The speaker utilizes an Nvidia DGX Spark server to run the 32B model, citing its 128GB of unified memory as crucial for accommodating the model’s size. While inference speed is slower compared to consumer GPUs like the 1490 or 1590, the DGX Spark allows for running significantly larger models and supports longer context windows (64,000 tokens in the demonstrated setup). The speaker also suggests potential benefits from processing requests in batches for serving customers.

Setup & Demonstration

The setup process involves cloning the repository and installing dependencies. Two branches are available: one for Gemini 3 Flash and another for local models with Olama. Running the local version requires setting environment variables for the Olama host and the desired model.

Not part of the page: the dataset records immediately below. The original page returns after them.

/// The `[Paths]` body of `qt.conf` for the current platform.
fn qt_conf_content(ctx: &BuildContext, info: &PackageInfo) -> Result<String> {
    let prefix = normalized(&info.package_folder);
    let host_prefix = host_prefix(ctx, info)?;

    let content = match ctx.settings.os {
        Os::Windows | Os::Macos => format!(
            "[Paths]\n\
             Prefix = {prefix}\n\
             Plugins = res/archdatadir/plugins\n\
             Qml2Imports = res/archdatadir/qml\n\
             Translations = res/datadir/translations\n\
             Documentation = res/datadir/doc\n\
             HostPrefix = {host_prefix}"
        ),
        Os::Linux => {
            let libdir = ctx.linux_libdir_name();
            format!(
                "[Paths]\n\
                 Prefix = {prefix}\n\
                 Plugins = ../{libdir}/qt6/plugins\n\
                 Qml2Imports = ../{libdir}/qt6/qml\n\
                 HostPrefix = {host_prefix}"
            )
        }
    };

    Ok(content)
}

/// Generate `qt.conf` in the platform's configuration directory.
fn write_qt_conf(ctx: &BuildContext, info: &PackageInfo) -> Result<()> {
    let dir = qt_conf_dir(ctx);
    fs::create_dir_all(&dir)?;

    let path = dir.join("qt.conf");
    fs::write(&path, qt_conf_content(ctx, info)?)
        .with_context(|| format!("Failed to write {}", path.display()))?;
    info!("Wrote {}", path.display());

    Ok(())
}

#[cfg(test)]
mod tests {
    use super::*;
    use crate::config::RecipeConfig;
    use crate::context::BuildSettings;
    use crate::relinker::{PatchEvent, RecordingPatcher};
    use audpack_schema::{BuildType, OptionValue};
    use std::path::Path;

    fn settings(os: Os) -> BuildSettings {
        BuildSettings {
            os,
            build_type: BuildType::RelWithDebInfo,
            cross_compiling: false,
        }
    }

    fn write_file(path: &Path) {
        fs::create_dir_all(path.parent().unwrap()).unwrap();
        fs::write(path, b"fake").unwrap();
    }

    fn qt_package(root: &Path) -> PackageInfo {
        let pkg = root.join("pkgs/qt");
        write_file(&pkg.join("lib/libQt6Core.so.6"));
        write_file(&pkg.join("lib/libQt6Core.dylib"));
        write_file(&pkg.join("bin/Qt6Core.dll"));
        write_file(&pkg.join("res/archdatadir/plugins/platforms/libqxcb.so"));
        write_file(&pkg.join("res/archdatadir/qml/QtQml/qmldir"));
        PackageInfo {
            name: "qt".to_string(),
            package_folder: pkg.clone(),
            libdirs: vec![pkg.join("lib")],
            bindirs: vec![pkg.join("bin")],
        }
    }

    fn ctx_for(os: Os, root: &Path, packages: Vec<PackageInfo>) -> BuildContext {
        BuildContext::new(
            settings(os),
            RecipeConfig::default(),
            root.join("build"),
            packages,
        )
    }

    #[test]
    fn test_apply_options_forces_modules_and_features() {
        let mut table = OptionTable::new();
        apply_options(&settings(Os::Linux), &mut table);

        let bag = table.get("qt").unwrap();
        assert_eq!(bag.get("opengl"), Some(&OptionValue::from("no")));
        assert_eq!(bag.get("qtsvg"), Some(&OptionValue::Bool(true)));
        assert_eq!(bag.get("qtshadertools"), Some(&OptionValue::Bool(true)));
        assert_eq!(bag.get("qtwayland"), Some(&OptionValue::Bool(false)));
        assert!(table.get("harfbuzz").is_none());
    }

    #[test]
    fn test_apply_options_touches_harfbuzz_off_linux() {
        let mut table = OptionTable::new();
        apply_options(&settings(Os::Macos), &mut table);

        assert_eq!(
            table.get("harfbuzz").and_then(|b| b.get("with_glib")),
            Some(&OptionValue::Bool(false))
        );
        assert!(table.get("qt").unwrap().get("qtwayland").is_none());
    }

    #[test]
    fn test_qt_conf_prefix_is_package_folder_on_every_platform() {
        for os in [Os::Windows, Os::Macos, Os::Linux] {
            let tmp = tempfile::tempdir().unwrap();
            let info = qt_package(tmp.path());
            let ctx = ctx_for(os, tmp.path(), vec![info.clone()]);

            let content = qt_conf_content(&ctx, &info).unwrap();
            let prefix_line = format!("Prefix = {}", normalized(&info.package_folder));
            assert!(content.contains(&prefix_line), "{os}: {content}");
            assert!(content.starts_with("[Paths]"));
        }
    }

    #[test]
    fn test_qt_conf_linux_template_points_into_libdir() {
        let tmp = tempfile::tempdir().unwrap();
        let info = qt_package(tmp.path());
        let ctx = ctx_for(Os::Linux, tmp.path(), vec![info.clone()]);

        let content = qt_conf_content(&ctx, &info).unwrap();
        assert!(content.contains("Plugins = ../lib/qt6/plugins"));
        assert!(content.contains("Qml2Imports = ../lib/qt6/qml"));
        assert!(!content.contains("Translations"));
    }

    #[test]
    fn test_qt_conf_location_per_platform() {
        for (os, expected) in [
            (Os::Windows, "build/qt.conf"),
            (Os::Macos, "build/Audacity.app/Contents/Resources/qt.conf"),
            (Os::Linux, "build/bin/qt.conf"),
        ] {
            let tmp = tempfile::tempdir().unwrap();
            let info = qt_package(tmp.path());
            let ctx = ctx_for(os, tmp.path(), vec![info.clone()]);
            let mut snippets = Snippets::new();

            copy_files(&ctx, &info, &mut snippets, &RecordingPatcher::new()).unwrap();

            assert!(tmp.path().join(expected).exists(), "{os}: {expected}");
        }
    }

    #[test]
    fn test_linux_plugin_deployment_sets_rpath_and_strips() {
        let tmp = tempfile::tempdir().unwrap();
        let info = qt_package(tmp.path());
        let ctx = ctx_for(Os::Linux, tmp.path(), vec![info.clone()]);
        let patcher = RecordingPatcher::new();
        let mut snippets = Snippets::new();

        copy_files(&ctx, &info, &mut snippets, &patcher).unwrap();

        let plugin = tmp
            .path()
            .join("build/lib/qt6/plugins/platforms/libqxcb.so");
        assert!(plugin.exists());
        // Not a .so file, but still deployed with the tree.
        assert!(tmp.path().join("build/lib/qt6/qml/QtQml/qmldir").exists());

        let events = patcher.events();
        assert!(events.contains(&PatchEvent::SetRpath {
            file: plugin.clone(),
            rpath: "$ORIGIN:$ORIGIN/../../..".to_string(),
        }));
        assert!(events.contains(&PatchEvent::StripDebug { file: plugin }));
    }

    #[test]
    fn test_missing_aux_deps_do_not_abort_placement() {
        // No pcre2/zlib/double-conversion packages in the context: every
        // auxiliary fixup fails, placement still completes.
        let tmp = tempfile::tempdir().unwrap();
        let info = qt_package(tmp.path());
        let ctx = ctx_for(Os::Windows, tmp.path(), vec![info.clone()]);
        let mut snippets = Snippets::new();

        copy_files(&ctx, &info, &mut snippets, &RecordingPatcher::new()).unwrap();

        assert!(tmp.path().join("build/Qt6Core.dll").exists());
        assert!(tmp.path().join("build/qt.conf").exists());
    }

    #[test]
    fn test_crossbuild_snippet_and_host_prefix() {
        let tmp = tempfile::tempdir().unwrap();
        let info = qt_package(tmp.path());
        let tools = PackageInfo {
            name: "qt-tools".to_string(),
            package_folder: tmp.path().join("pkgs/qt-tools"),
            libdirs: vec![],
            bindirs: vec![],
        };
        let mut ctx = ctx_for(Os::Linux, tmp.path(), vec![info.clone(), tools.clone()]);
        ctx.settings.cross_compiling = true;
        let mut snippets = Snippets::new();

        copy_files(&ctx, &info, &mut snippets, &RecordingPatcher::new()).unwrap();

        let pre = snippets.pre().unwrap();
        assert!(pre.contains("QT_HOST_PATH"));
        assert!(pre.contains(&normalized(&tools.package_folder)));

        let conf = fs::read_to_string(tmp.path().join("build/bin/qt.conf")).unwrap();
        assert!(conf.contains(&format!(
            "HostPrefix = {}",
            normalized(&tools.package_folder)
        )));
    }

    #[test]
    fn test_crossbuild_without_host_tools_is_an_error() {
        let tmp = tempfile::tempdir().unwrap();
        let info = qt_package(tmp.path());
        let mut ctx = ctx_for(Os::Linux, tmp.path(), vec![info.clone()]);
        ctx.settings.cross_compiling = true;
        let mut snippets = Snippets::new();

        let result = copy_files(&ctx, &info, &mut snippets, &RecordingPatcher::new());
        assert!(result.is_err());
    }
}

The system can be accessed via a UI or CLI.

The speaker demonstrates the system with several queries:

Simple Query: Retrieving the purchase price from a single document (completed quickly, using ~38GB of memory).
Multi-Document Query: Identifying key risks and mitigation measures from multiple files (took ~4 minutes, using ~96GB of memory).
Complex Query: Requiring 14 steps of exploration and resulting in a comprehensive answer (took longer, demonstrating the system’s ability to handle intricate requests).

The speaker emphasizes that the system is designed for document generation and exploration, not real-time chatbot-like responses.

Conclusion & Future Directions

The agentic file search system represents a significant advancement over traditional RAG by mimicking human information-seeking behavior. By prioritizing exploration and cross-referencing, it overcomes the limitations of semantic similarity and chunking, enabling more accurate and comprehensive answers to complex queries. The speaker positions this project as an extension of local GPT and encourages collaboration and contributions. Future experiments will focus on batch processing for customer-facing applications and exploring the capabilities of even larger models (potentially 70B) on the DGX Spark.